Für die Mehrheit der Kommission besteht kein Grund, die damalige Debatte erneut zu führen, zumal pädosexuelle Handlungen meist an Kindern im Alter von fünf bis sechs oder elf bis zwölf Jahren verübt werden, also an Kindern unter beziehungsweise bis zwölf Jahre. Weiter ist es nicht so, dass Kinder im Alter von zwölf bis sechzehn Jahren gar nicht geschützt sind. Für sie dauert die Verjährungsfrist bei Widerhandlungen gegen die sexuelle Integrität gemäss Artikel 97 StGB fünfzehn Jahre. In Anbetracht der Tatsache, dass Jugendliche bzw. Kinder oft bereits im Alter von unter sechzehn Jahren sexuell aktiv sind, könnte es auch sein, dass diese später - bewusst oder unbewusst - mutmassliche Täter fälschlicherweise belasten.

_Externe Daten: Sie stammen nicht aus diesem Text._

use super::{AuthorRepository, CheepRepository, ChirpRepository, CommentRepository};
use crate::error::{AppError, Result};
use crate::models::{Author, Cheep, CheepWithAuthor, Comment, CommentWithAuthor, NewAuthor};
use chrono::{DateTime, Duration, Utc};
use std::collections::{BTreeSet, HashMap, HashSet};
use tokio::sync::RwLock;
use uuid::Uuid;

/// Process-local repository.
///
/// Both directions of the follow graph are stored as adjacency sets and are only
/// ever mutated together under the write lock, so
/// `following[a].contains(b) == followers[b].contains(a)` holds after every call.
#[derive(Default)]
pub struct InMemoryChirpRepository {
    state: RwLock<State>,
}

#[derive(Default)]
struct State {
    authors: HashMap<Uuid, Author>,
    cheeps: HashMap<Uuid, Cheep>,
    comments: HashMap<Uuid, Comment>,
    following: HashMap<Uuid, BTreeSet<Uuid>>,
    followers: HashMap<Uuid, BTreeSet<Uuid>>,
    last_timestamp: Option<DateTime<Utc>>,
}

impl State {
    /// Strictly increasing clock so insertion order is also timestamp order.
    fn tick(&mut self) -> DateTime<Utc> {
        let now = Utc::now();
        let ts = match self.last_timestamp {
            Some(last) if now <= last => last + Duration::microseconds(1),
            _ => now,
        };
        self.last_timestamp = Some(ts);
        ts
    }

    fn username_taken(&self, username: &str, except: Option<Uuid>) -> bool {
        self.authors
            .values()
            .any(|a| a.username == username && Some(a.id) != except)
    }

    fn email_taken(&self, email: &str, except: Option<Uuid>) -> bool {
        self.authors
            .values()
            .any(|a| a.email.eq_ignore_ascii_case(email) && Some(a.id) != except)
    }

    fn check_unique(&self, username: &str, email: &str, except: Option<Uuid>) -> Result<()> {
        if self.username_taken(username, except) {
            return Err(AppError::Conflict(format!(
                "username '{}' is already taken",
                username
            )));
        }
        if self.email_taken(email, except) {
            return Err(AppError::Conflict(format!(
                "email '{}' is already registered",
                email
            )));
        }
        Ok(())
    }

    fn with_author(&self, cheep: &Cheep) -> Option<CheepWithAuthor> {
        let author = self.authors.get(&cheep.author_id)?;
        Some(CheepWithAuthor {
            id: cheep.id,
            author_id: cheep.author_id,
            author_username: author.username.clone(),
            author_image_url: author.image_url.clone(),
            text: cheep.text.clone(),
            created_at: cheep.created_at,
        })
    }

    /// Newest first, ties broken by id descending (same order as the SQL queries)
    fn page_of<'a>(
        &self,
        cheeps: impl Iterator<Item = &'a Cheep>,
        offset: i64,
        limit: i64,
    ) -> Vec<CheepWithAuthor> {
        let mut sorted: Vec<&Cheep> = cheeps.collect();
        sorted.sort_by(|a, b| {
            b.created_at
                .cmp(&a.created_at)
                .then_with(|| b.id.cmp(&a.id))
        });
        sorted
            .into_iter()
            .skip(offset.max(0) as usize)
            .take(limit.max(0) as usize)
            .filter_map(|c| self.with_author(c))
            .collect()
    }

    fn authors_sorted(&self, ids: Option<&BTreeSet<Uuid>>) -> Vec<Author> {
        let mut authors: Vec<Author> = ids
            .into_iter()
            .flatten()
            .filter_map(|id| self.authors.get(id).cloned())
            .collect();
        authors.sort_by(|a, b| a.username.cmp(&b.username));
        authors
    }

    fn remove_comments_where(&mut self, pred: impl Fn(&Comment) -> bool) -> usize {
        let before = self.comments.len();
        self.comments.retain(|_, c| !pred(c));
        before - self.comments.len()
    }
}

impl InMemoryChirpRepository {
    pub fn new() -> Self {
        Self::default()
    }

    /// Verify follow-graph symmetry. Used by tests after mutating operations.
    pub async fn follow_graph_is_symmetric(&self) -> bool {
        let state = self.state.read().await;
        let forward = state.following.iter().all(|(a, set)| {
            set.iter()
                .all(|b| state.followers.get(b).is_some_and(|f| f.contains(a)))
        });
        let backward = state.followers.iter().all(|(b, set)| {
            set.iter()
                .all(|a| state.following.get(a).is_some_and(|f| f.contains(b)))
        });
        forward && backward
    }
}

#[async_trait::async_trait]
impl AuthorRepository for InMemoryChirpRepository {
    async fn find_by_username(&self, username: &str) -> Result<Option<Author>> {
        let state = self.state.read().await;
        Ok(state
            .authors
            .values()
            .find(|a| a.username == username)
            .cloned())
    }

    async fn find_by_email(&self, email: &str) -> Result<Option<Author>> {
        let state = self.state.read().await;
        Ok(state
            .authors
            .values()
            .find(|a| a.email.eq_ignore_ascii_case(email))
            .cloned())
    }

    async fn find_by_id(&self, id: Uuid) -> Result<Option<Author>> {
        Ok(self.state.read().await.authors.get(&id).cloned())
    }

    async fn create_author(&self, author: NewAuthor) -> Result<Author> {
        let mut state = self.state.write().await;
        state.check_unique(&author.username, &author.email, None)?;

        let created = Author {
            id: Uuid::new_v4(),
            username: author.username,
            email: author.email,
            image_url: author.image_url,
            created_at: state.tick(),
        };
        state.authors.insert(created.id, created.clone());
        Ok(created)
    }

    async fn ensure_author(&self, id: Uuid, username: &str, email: &str) -> Result<Author> {
        let mut state = self.state.write().await;
        state.check_unique(username, email, Some(id))?;

        let existing = state.authors.get(&id).map(|a| a.created_at);
        let created_at = match existing {
            Some(ts) => ts,
            None => state.tick(),
        };
        let author = state.authors.entry(id).or_insert_with(|| Author {
            id,
            username: String::new(),
            email: String::new(),
            image_url: None,
            created_at,
        });
        author.username = username.to_string();
        author.email = email.to_string();
        Ok(author.clone())
    }

    async fn update_image(&self, id: Uuid, image_url: Option<String>) -> Result<bool> {
        let mut state = self.state.write().await;
        match state.authors.get_mut(&id) {
            Some(author) => {
                author.image_url = image_url;
                Ok(true)
            }
            None => Ok(false),
        }
    }

    async fn follow(&self, follower_id: Uuid, followee_id: Uuid) -> Result<bool> {
        if follower_id == followee_id {
            return Err(AppError::Validation("authors cannot follow themselves".into()));
        }

        let mut state = self.state.write().await;
        for id in [follower_id, followee_id] {
            if !state.authors.contains_key(&id) {
                return Err(AppError::NotFound(format!("author {}", id)));
            }
        }

        let created = state
            .following
            .entry(follower_id)
            .or_default()
            .insert(followee_id);
        state
            .followers
            .entry(followee_id)
            .or_default()
            .insert(follower_id);
        Ok(created)
    }

    async fn unfollow(&self, follower_id: Uuid, followee_id: Uuid) -> Result<bool> {
        let mut state = self.state.write().await;

        let removed = state
            .following
            .get_mut(&follower_id)
            .is_some_and(|set| set.remove(&followee_id));
        if let Some(set) = state.followers.get_mut(&followee_id) {
            set.remove(&follower_id);
        }
        Ok(removed)
    }

    async fn is_following(&self, follower_id: Uuid, followee_id: Uuid) -> Result<bool> {
        let state = self.state.read().await;
        Ok(state
            .following
            .get(&follower_id)
            .is_some_and(|set| set.contains(&followee_id)))
    }

    async fn following(&self, id: Uuid) -> Result<Vec<Author>> {
        let state = self.state.read().await;
        Ok(state.authors_sorted(state.following.get(&id)))
    }

    async fn followers(&self, id: Uuid) -> Result<Vec<Author>> {
        let state = self.state.read().await;
        Ok(state.authors_sorted(state.followers.get(&id)))
    }

    async fn follow_counts(&self, id: Uuid) -> Result<(i64, i64)> {
        let state = self.state.read().await;
        let followers = state.followers.get(&id).map_or(0, |s| s.len()) as i64;
        let following = state.following.get(&id).map_or(0, |s| s.len()) as i64;
        Ok((followers, following))
    }

    async fn delete_author(&self, id: Uuid) -> Result<bool> {
        let mut state = self.state.write().await;
        if state.authors.remove(&id).is_none() {
            return Ok(false);
        }

        // Drop the author from the other side of every edge, then their own sets.
        if let Some(followees) = state.following.remove(&id) {
            for followee in followees {
                if let Some(set) = state.followers.get_mut(&followee) {
                    set.remove(&id);
                }
            }
        }
        if let Some(followers) = state.followers.remove(&id) {
            for follower in followers {
                if let Some(set) = state.following.get_mut(&follower) {
                    set.remove(&id);
                }
            }
        }

        let owned_cheeps: HashSet<Uuid> = state
            .cheeps
            .values()
            .filter(|c| c.author_id == id)
            .map(|c| c.id)
            .collect();
        state.remove_comments_where(|c| c.author_id == id || owned_cheeps.contains(&c.cheep_id));
        state.cheeps.retain(|_, c| c.author_id != id);

        Ok(true)
    }
}

#[async_trait::async_trait]
impl CheepRepository for InMemoryChirpRepository {
    async fn create_cheep(&self, author_id: Uuid, text: &str) -> Result<Cheep> {
        let mut state = self.state.write().await;
        if !state.authors.contains_key(&author_id) {
            return Err(AppError::NotFound(format!("author {}", author_id)));
        }

        let cheep = Cheep {
            id: Uuid::new_v4(),
            author_id,
            text: text.to_string(),
            created_at: state.tick(),
        };
        state.cheeps.insert(cheep.id, cheep.clone());
        Ok(cheep)
    }

    async fn find_cheep(&self, id: Uuid) -> Result<Option<CheepWithAuthor>> {
        let state = self.state.read().await;
        Ok(state.cheeps.get(&id).and_then(|c| state.with_author(c)))
    }

    async fn list_cheeps(&self, offset: i64, limit: i64) -> Result<Vec<CheepWithAuthor>> {
        let state = self.state.read().await;
        Ok(state.page_of(state.cheeps.values(), offset, limit))
    }

    async fn list_cheeps_by_author(
        &self,
        author_id: Uuid,
        offset: i64,
        limit: i64,
    ) -> Result<Vec<CheepWithAuthor>> {
        let state = self.state.read().await;
        Ok(state.page_of(
            state.cheeps.values().filter(|c| c.author_id == author_id),
            offset,
            limit,
        ))
    }

    async fn list_cheeps_by_authors(
        &self,
        author_ids: &[Uuid],
        offset: i64,
        limit: i64,
    ) -> Result<Vec<CheepWithAuthor>> {
        let wanted: HashSet<&Uuid> = author_ids.iter().collect();
        let state = self.state.read().await;
        Ok(state.page_of(
            state.cheeps.values().filter(|c| wanted.contains(&c.author_id)),
            offset,
            limit,
        ))
    }

    async fn count_cheeps(&self) -> Result<i64> {
        Ok(self.state.read().await.cheeps.len() as i64)
    }

    async fn count_cheeps_by_author(&self, author_id: Uuid) -> Result<i64> {
        let state = self.state.read().await;
        Ok(state
            .cheeps
            .values()
            .filter(|c| c.author_id == author_id)
            .count() as i64)
    }

    async fn count_cheeps_by_authors(&self, author_ids: &[Uuid]) -> Result<i64> {
        let wanted: HashSet<&Uuid> = author_ids.iter().collect();
        let state = self.state.read().await;
        Ok(state
            .cheeps
            .values()
            .filter(|c| wanted.contains(&c.author_id))
            .count() as i64)
    }

    async fn delete_cheep(&self, id: Uuid, author_id: Uuid) -> Result<bool> {
        let mut state = self.state.write().await;
        let owned = state
            .cheeps
            .get(&id)
            .is_some_and(|c| c.author_id == author_id);
        if !owned {
            return Ok(false);
        }

        state.cheeps.remove(&id);
        state.remove_comments_where(|c| c.cheep_id == id);
        Ok(true)
    }
}

#[async_trait::async_trait]
impl CommentRepository for InMemoryChirpRepository {
    async fn create_comment(
        &self,
        cheep_id: Uuid,
        author_id: Uuid,
        text: &str,
    ) -> Result<Comment> {
        let mut state = self.state.write().await;
        if !state.cheeps.contains_key(&cheep_id) {
            return Err(AppError::NotFound(format!("cheep {}", cheep_id)));
        }
        if !state.authors.contains_key(&author_id) {
            return Err(AppError::NotFound(format!("author {}", author_id)));
        }

        let comment = Comment {
            id: Uuid::new_v4(),
            cheep_id,
            author_id,
            text: text.to_string(),
            created_at: state.tick(),
        };
        state.comments.insert(comment.id, comment.clone());
        Ok(comment)
    }

    async fn list_comments(&self, cheep_id: Uuid) -> Result<Vec<CommentWithAuthor>> {
        let state = self.state.read().await;
        let mut comments: Vec<CommentWithAuthor> = state
            .comments
            .values()
            .filter(|c| c.cheep_id == cheep_id)
            .filter_map(|c| {
                let author = state.authors.get(&c.author_id)?;
                Some(CommentWithAuthor {
                    id: c.id,
                    cheep_id: c.cheep_id,
                    author_id: c.author_id,
                    author_username: author.username.clone(),
                    text: c.text.clone(),
                    created_at: c.created_at,
                })
            })
            .collect();
        comments.sort_by(|a, b| a.created_at.cmp(&b.created_at).then_with(|| a.id.cmp(&b.id)));
        Ok(comments)
    }

    async fn delete_comment(&self, id: Uuid, author_id: Uuid) -> Result<bool> {
        let mut state = self.state.write().await;
        let owned = state
            .comments
            .get(&id)
            .is_some_and(|c| c.author_id == author_id);
        if owned {
            state.comments.remove(&id);
        }
        Ok(owned)
    }
}

impl ChirpRepository for InMemoryChirpRepository {}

Sexualdelikte sind unentschuldbar und müssen zwingend geahndet werden. Die Kommission hat Verständnis für die parlamentarische Initiative. Der Fall Jegge hat auch die Mitglieder der RK-NR sehr betroffen gemacht. Die Mehrheit der Kommission wehrt sich aber dagegen, aufgrund von Betroffenheit gesetzgeberisch aktiv zu werden. Die Mehrheit der Kommission ist ebenso der Meinung, dass mit der Unverjährbarkeit in diesem Bereich eine absolute Ausnahme eingeführt würde. Ansonsten gilt die Unverjährbarkeit nämlich nur im Bereich von Kriegsverbrechen, terroristischen Handlungen und Völkermord. Daher möchte die Mehrheit der Kommission die Unverjährbarkeit auf ihren Kern beschränken, nämlich auf Kinder, die bestimmt noch vor der Pubertät stehen.

Ich bitte Sie, der Mehrheit der Kommission zu folgen und der parlamentarischen Initiative keine Folge zu geben.